- [AIM OF THE TASK]
Please return the lines below verbatim, beginning at the one that has "of trail strengths." and stopping after the one that has "pub fn update(&mut", and add no other lines.

/---

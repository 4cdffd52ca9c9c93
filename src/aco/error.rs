//! Error taxonomy for the ant colony engine.
//!
//! Every public operation that can fail returns [`AcoResult`]. Errors are
//! raised synchronously and never leave the pheromone matrix half-updated.

use thiserror::Error;

/// Result alias for ant colony operations.
pub type AcoResult<T> = Result<T, AcoError>;

/// Errors produced by the ant colony engine.
#[derive(Debug, Clone, PartialEq, Error)]
pub enum AcoError {
    /// A parameter is outside its valid range.
    #[error("configuration error: {message}")]
    Config {
        /// Which parameter was rejected and why.
        message: String,
    },

    /// Two distinct cities share coordinates, so an edge has zero length.
    #[error("degenerate geometry: cities {from} and {to} are at distance zero")]
    DegenerateGeometry {
        /// First city of the zero-length edge.
        from: usize,
        /// Second city of the zero-length edge.
        to: usize,
    },

    /// The world has too few cities for a tour to exist.
    #[error("world has {cities} cities, at least 2 are required")]
    EmptyWorld {
        /// Number of cities in the world.
        cities: usize,
    },

    /// A tour handed to the pheromone matrix does not fit it.
    #[error("invalid tour: {message}")]
    InvalidTour {
        /// What is wrong with the tour.
        message: String,
    },

    /// A transition weight or tour length was NaN, infinite or underflowed.
    #[error("non-finite value detected at {location}")]
    NumericalInstability {
        /// Where the value was produced.
        location: String,
    },
}

impl AcoError {
    pub(crate) fn config(message: impl Into<String>) -> Self {
        AcoError::Config {
            message: message.into(),
        }
    }
}
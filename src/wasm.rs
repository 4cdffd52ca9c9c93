//! JavaScript bindings for browser front ends.
//!
//! Mirrors the engine surface a visualization needs: set parameters, run,
//! reset, and read back cities and the best tour.

use wasm_bindgen::prelude::*;

use crate::aco::{AcoConfig, AcoEngine, City, World};

/// Ant colony over a fixed city set, driven from JavaScript.
#[wasm_bindgen]
pub struct WasmColony {
    inner: AcoEngine,
}

#[wasm_bindgen]
impl WasmColony {
    /// Creates a colony over the built-in 12-city set with default parameters.
    #[wasm_bindgen(constructor)]
    pub fn new(seed: Option<u64>) -> Result<WasmColony, JsValue> {
        let mut config = AcoConfig::default();
        config.seed = seed;
        let inner = AcoEngine::with_default_cities(config).map_err(to_js)?;
        Ok(Self { inner })
    }

    /// Creates a colony from `[{name, x, y}, ...]`.
    #[wasm_bindgen(js_name = withCities)]
    pub fn with_cities(cities_js: JsValue, seed: Option<u64>) -> Result<WasmColony, JsValue> {
        let cities: Vec<City> = serde_wasm_bindgen::from_value(cities_js)
            .map_err(|e| JsValue::from_str(&format!("invalid cities: {e}")))?;
        let mut config = AcoConfig::default();
        config.seed = seed;
        let inner = AcoEngine::new(World::new(cities), config).map_err(to_js)?;
        Ok(Self { inner })
    }

    #[wasm_bindgen(js_name = setParameters)]
    pub fn set_parameters(
        &mut self,
        num_ants: usize,
        evaporation_rate: f64,
        alpha: f64,
        beta: f64,
    ) -> Result<(), JsValue> {
        self.inner
            .set_parameters(num_ants, evaporation_rate, alpha, beta)
            .map_err(to_js)
    }

    /// Runs one batch of ants. Returns the run summary as an object.
    #[wasm_bindgen(js_name = runAlgorithm)]
    pub fn run_algorithm(&mut self) -> Result<JsValue, JsValue> {
        let summary = self.inner.run().map_err(to_js)?;
        serde_wasm_bindgen::to_value(&summary).map_err(|e| JsValue::from_str(&e.to_string()))
    }

    #[wasm_bindgen(js_name = resetAlgorithm)]
    pub fn reset_algorithm(&mut self) {
        self.inner.reset();
    }

    /// Cities as `[{name, x, y}, ...]`.
    #[wasm_bindgen(js_name = getCities)]
    pub fn get_cities(&self) -> JsValue {
        serde_wasm_bindgen::to_value(self.inner.cities()).unwrap_or(JsValue::NULL)
    }

    /// Best tour as an array of city indices, empty before the first run.
    #[wasm_bindgen(js_name = getBestTour)]
    pub fn get_best_tour(&self) -> Vec<usize> {
        self.inner.best_tour().map(<[usize]>::to_vec).unwrap_or_default()
    }

    /// Best tour length, `Infinity` before the first run.
    #[wasm_bindgen(js_name = getBestDistance)]
    pub fn get_best_distance(&self) -> f64 {
        self.inner.best_distance()
    }
}

fn to_js(err: crate::aco::AcoError) -> JsValue {
    JsValue::from_str(&err.to_string())
}
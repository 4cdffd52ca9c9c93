//! Shared pheromone trails.
//!
//! Only the run controller mutates the matrix. Every mutation is symmetric:
//! evaporation scales all entries by the same factor and deposits add the
//! same amount to `(i, j)` and `(j, i)`.

use super::error::{AcoError, AcoResult};

/// Initial value of every trail, diagonal included.
pub const INITIAL_TRAIL: f64 = 1.0;

/// Smallest value evaporation may leave in a cell.
///
/// Keeps trails strictly positive once repeated decay would underflow.
pub const MIN_TRAIL: f64 = f64::MIN_POSITIVE;

/// Square, symmetric matrix of trail strengths.
#[derive(Debug, Clone, PartialEq)]
pub struct PheromoneMatrix {
    n: usize,
    trails: Vec<f64>,
}

impl PheromoneMatrix {
    /// Creates an `n × n` matrix with every entry set to [`INITIAL_TRAIL`].
    pub fn new(n: usize) -> Self {
        Self {
            n,
            trails: vec![INITIAL_TRAIL; n * n],
        }
    }

    /// Side length of the matrix.
    pub fn size(&self) -> usize {
        self.n
    }

    /// Trail strength on edge `(i, j)`.
    ///
    /// # Panics
    ///
    /// Panics if either index is out of range.
    #[inline]
    pub fn get(&self, i: usize, j: usize) -> f64 {
        self.trails[i * self.n + j]
    }

    /// Row-major view of all entries.
    pub fn values(&self) -> &[f64] {
        &self.trails
    }

    /// Restores every entry to [`INITIAL_TRAIL`].
    pub fn reset(&mut self) {
        self.trails.fill(INITIAL_TRAIL);
    }

    /// Multiplies every entry by `1 - rate`, in place.
    ///
    /// Entries never drop below [`MIN_TRAIL`].
    pub fn evaporate(&mut self, rate: f64) {
        let keep = 1.0 - rate;
        for trail in &mut self.trails {
            *trail = (*trail * keep).max(MIN_TRAIL);
        }
    }

    /// Adds `1 / length` to every edge of the closed tour, both directions.
    pub fn deposit(&mut self, tour: &[usize], length: f64) -> AcoResult<()> {
        self.check_deposit(tour, length)?;
        self.deposit_unchecked(tour, length);
        Ok(())
    }

    /// Evaporates with `rate` and then deposits `tour`.
    ///
    /// Inputs are validated before anything is touched, so on error the
    /// matrix is left exactly as it was.
    pub fn update(&mut self, tour: &[usize], length: f64, rate: f64) -> AcoResult<()> {
        if !(0.0..1.0).contains(&rate) {
            return Err(AcoError::config(format!(
                "evaporation_rate must be in [0, 1), got {rate}"
            )));
        }
        self.check_deposit(tour, length)?;
        self.evaporate(rate);
        self.deposit_unchecked(tour, length);
        Ok(())
    }

    /// Whether `(i, j) == (j, i)` holds for every pair.
    pub fn is_symmetric(&self) -> bool {
        (0..self.n).all(|i| (i + 1..self.n).all(|j| self.get(i, j) == self.get(j, i)))
    }

    /// Smallest entry, or `None` for an empty matrix.
    pub fn min_value(&self) -> Option<f64> {
        self.trails.iter().copied().reduce(f64::min)
    }

    fn check_deposit(&self, tour: &[usize], length: f64) -> AcoResult<()> {
        if tour.is_empty() {
            return Err(AcoError::InvalidTour {
                message: "tour is empty".into(),
            });
        }
        if let Some(&bad) = tour.iter().find(|&&c| c >= self.n) {
            return Err(AcoError::InvalidTour {
                message: format!("city index {bad} out of range for {} cities", self.n),
            });
        }
        if length.is_nan() || length.is_infinite() {
            return Err(AcoError::NumericalInstability {
                location: "pheromone deposit".into(),
            });
        }
        if length <= 0.0 {
            let (from, to) = zero_edge(tour);
            return Err(AcoError::DegenerateGeometry { from, to });
        }
        Ok(())
    }

    fn deposit_unchecked(&mut self, tour: &[usize], length: f64) {
        let amount = 1.0 / length;
        for (i, &from) in tour.iter().enumerate() {
            let to = tour[(i + 1) % tour.len()];
            self.trails[from * self.n + to] += amount;
            self.trails[to * self.n + from] += amount;
        }
    }
}

/// First edge of a zero-length tour, used for error reporting.
fn zero_edge(tour: &[usize]) -> (usize, usize) {
    let first = tour[0];
    let second = tour.get(1).copied().unwrap_or(first);
    (first, second)
}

\---

- [RESPONSE BELOW]
/// Square, symmetric matrix of trail strengths.
#[derive(Debug, Clone, PartialEq)]
pub struct PheromoneMatrix {
    n: usize,
    trails: Vec<f64>,
}

impl PheromoneMatrix {
    /// Creates an `n × n` matrix with every entry set to [`INITIAL_TRAIL`].
    pub fn new(n: usize) -> Self {
        Self {
            n,
            trails: vec![INITIAL_TRAIL; n * n],
        }
    }

    /// Side length of the matrix.
    pub fn size(&self) -> usize {
        self.n
    }

    /// Trail strength on edge `(i, j)`.
    ///
    /// # Panics
    ///
    /// Panics if either index is out of range.
    #[inline]
    pub fn get(&self, i: usize, j: usize) -> f64 {
        self.trails[i * self.n + j]
    }

    /// Row-major view of all entries.
    pub fn values(&self) -> &[f64] {
        &self.trails
    }

    /// Restores every entry to [`INITIAL_TRAIL`].
    pub fn reset(&mut self) {
        self.trails.fill(INITIAL_TRAIL);
    }

    /// Multiplies every entry by `1 - rate`, in place.
    ///
    /// Entries never drop below [`MIN_TRAIL`].
    pub fn evaporate(&mut self, rate: f64) {
        let keep = 1.0 - rate;
        for trail in &mut self.trails {
            *trail = (*trail * keep).max(MIN_TRAIL);
        }
    }

    /// Adds `1 / length` to every edge of the closed tour, both directions.
    pub fn deposit(&mut self, tour: &[usize], length: f64) -> AcoResult<()> {
        self.check_deposit(tour, length)?;
        self.deposit_unchecked(tour, length);
        Ok(())
    }

    /// Evaporates with `rate` and then deposits `tour`.
    ///
    /// Inputs are validated before anything is touched, so on error the
    /// matrix is left exactly as it was.
    pub fn update(&mut self, tour: &[usize], length: f64, rate: f64) -> AcoResult<()> {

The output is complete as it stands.